Provided records:
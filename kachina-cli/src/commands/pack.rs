//! `kachina pack`

use std::path::PathBuf;

use anyhow::Context;
use clap::Args;

use kachina_builder::PackRequest;
use kachina_format::Manifest;

#[derive(Args, Debug)]
pub struct PackArgs {
    /// Installer config JSON embedded as the \0CONFIG segment
    #[arg(short, long)]
    config: PathBuf,

    /// Release manifest produced by `gen`
    #[arg(short, long)]
    metadata: Option<PathBuf>,

    /// Content-addressed staging directory produced by `gen`
    #[arg(short = 'd', long)]
    hashed_dir: Option<PathBuf>,

    /// Output package path
    #[arg(short, long)]
    out: PathBuf,

    /// Stub executable; defaults to the running binary
    #[arg(long)]
    stub: Option<PathBuf>,

    /// Theme payload (css or webp) embedded as the \0THEME segment
    #[arg(long)]
    theme: Option<PathBuf>,
}

pub fn handle(args: PackArgs) -> anyhow::Result<()> {
    let stub = match args.stub {
        Some(stub) => stub,
        None => std::env::current_exe().context("cannot locate the running executable")?,
    };

    let config = std::fs::read(&args.config)
        .with_context(|| format!("reading config {:?}", args.config))?;
    let theme = args
        .theme
        .as_ref()
        .map(std::fs::read)
        .transpose()
        .context("reading theme")?;
    let metadata = args
        .metadata
        .as_ref()
        .map(|path| -> anyhow::Result<Manifest> {
            let bytes =
                std::fs::read(path).with_context(|| format!("reading metadata {path:?}"))?;
            Ok(Manifest::from_json(&bytes)?)
        })
        .transpose()?;

    kachina_builder::pack(&PackRequest {
        stub: &stub,
        config: &config,
        theme: theme.as_deref(),
        metadata: metadata.as_ref(),
        hashed_dir: args.hashed_dir.as_deref(),
        out: &args.out,
    })?;

    println!("packed {}", args.out.display());
    Ok(())
}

Required action: Where does "PackRequest" appear in the records above? Copy every line that has it.

Result of this task:
use kachina_builder::PackRequest;
    kachina_builder::pack(&PackRequest {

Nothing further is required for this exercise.